Speaking at the group’s annual closed-door client seminar, Founder and Executive Chairman Gary Ross delivered a more bullish oil price outlook than the “lower for longer” theme now held by many industry executives as well as some banks such as Goldman Sachs.
“We’ll need to see $60 to $70 oil in a year’s time to bring forth the supply required for 2017-2018,” he told reporters after his opening remarks at the event, which is closed to the media. PIRA expects oil to hit $70 a barrel by the end of 2016 and to trade at $75 a barrel the following year.
“The industry needs ... nine months from the point where price signals someone to acquire a new rig to finally get incremental production. That signal is not there just yet.”
On Thursday, U.S. crude oil prices jumped nearly $2 a barrel to trade near $50 a barrel for the first time since July, further breaking out of a month-long sideways trading range. [O/R], following PIRA’s more bullish outlook.
PIRA’s outlook stands in sharp contrast to the latest forecast from Goldman Sachs, which calls for “lower for even longer” low prices that it says are required in 2016 to bring supply and demand into balance and sustain a U.S. production decline of 585,000 barrels a day next year.
At last year’s conference, with the oil industry just beginning to grapple with prices tumbling below $100 a barrel for the first time in nearly four years, Ross was among the first major analysts to suggest that crude could fall much further as Saudi Arabia opted to sustain output and protect its market share rather than cut supply.
Benchmark Brent crude, then still trading at more than $90 a barrel, fell nearly $8 a barrel in the five days following the event. Saudi officials attending the conference had also briefed some participants to expect a deeper slide.
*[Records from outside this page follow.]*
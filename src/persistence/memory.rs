// ABOUTME: In-memory account and snapshot stores backed by concurrent maps
// ABOUTME: Contents live for the lifetime of the process only
//
// SPDX-License-Identifier: MIT OR Apache-2.0
// Copyright (c) 2025 Pierre Fitness Intelligence

use super::{AccountStore, UserDataStore};
use dashmap::mapref::entry::Entry;
use dashmap::DashMap;
use nourish_core::errors::{AppError, AppResult};
use nourish_core::models::{UserAccount, UserData};
use uuid::Uuid;

/// Snapshots held in a `DashMap`
#[derive(Debug, Default)]
pub struct InMemoryUserDataStore {
    snapshots: DashMap<Uuid, UserData>,
}

impl InMemoryUserDataStore {
    /// Create an empty store
    #[must_use]
    pub fn new() -> Self {
        Self::default()
    }

    /// Number of users with a saved snapshot
    #[must_use]
    pub fn len(&self) -> usize {
        self.snapshots.len()
    }

    /// Whether nothing has been saved
    #[must_use]
    pub fn is_empty(&self) -> bool {
        self.snapshots.is_empty()
    }
}

#[async_trait::async_trait]
impl UserDataStore for InMemoryUserDataStore {
    async fn load(&self, user_id: Uuid) -> AppResult<Option<UserData>> {
        Ok(self.snapshots.get(&user_id).map(|entry| entry.value().clone()))
    }

    async fn save(&self, user_id: Uuid, data: &UserData) -> AppResult<()> {
        self.snapshots.insert(user_id, data.clone());
        Ok(())
    }
}

/// Accounts held in a `DashMap` keyed by username
#[derive(Debug, Default)]
pub struct InMemoryAccountStore {
    accounts: DashMap<String, UserAccount>,
}

impl InMemoryAccountStore {
    /// Create an empty store
    #[must_use]
    pub fn new() -> Self {
        Self::default()
    }
}

#[async_trait::async_trait]
impl AccountStore for InMemoryAccountStore {
    async fn find_by_username(&self, username: &str) -> AppResult<Option<UserAccount>> {
        Ok(self.accounts.get(username).map(|entry| entry.value().clone()))
    }

    async fn insert(&self, account: UserAccount) -> AppResult<()> {
        match self.accounts.entry(account.username.clone()) {
            Entry::Occupied(_) => Err(AppError::already_exists(format!(
                "Username '{}'",
                account.username
            ))),
            Entry::Vacant(slot) => {
                slot.insert(account);
                Ok(())
            }
        }
    }
}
Oil prices eventually fell far further than Ross or others anticipated, dropping to 6-1/2-year lows of $45 a barrel in January as U.S. shale producers kept pumping more oil even as they slashed the number of drilling rigs.
Prices recovered briefly in the second quarter, then fell again this summer to below $50 a barrel, wrong-footing some like Ross who had expected evidence of rapidly rebounding oil demand and concerns about future supply to set a floor.
Ross has been among the more bullish forecasters for much of this year, warning about the thin reserve of spare production capacity that leaves the world vulnerable to unexpected supply squeezes as well as the risk of a future shortage.
He has become even more bullish over the past few weeks, telling delegates at the seminar that PIRA’s forecast for $56.65 a barrel Brent next year would soon be revised up, according to the Wall Street Journal.
PIRA, a widely known boutique firm in energy trading circles, was founded in 1976 and has developed a reputation for oil and gas market analysis influential enough to move world prices. Its annual client seminar is attended by more than 1,000 industry players, from chief executives to fund managers.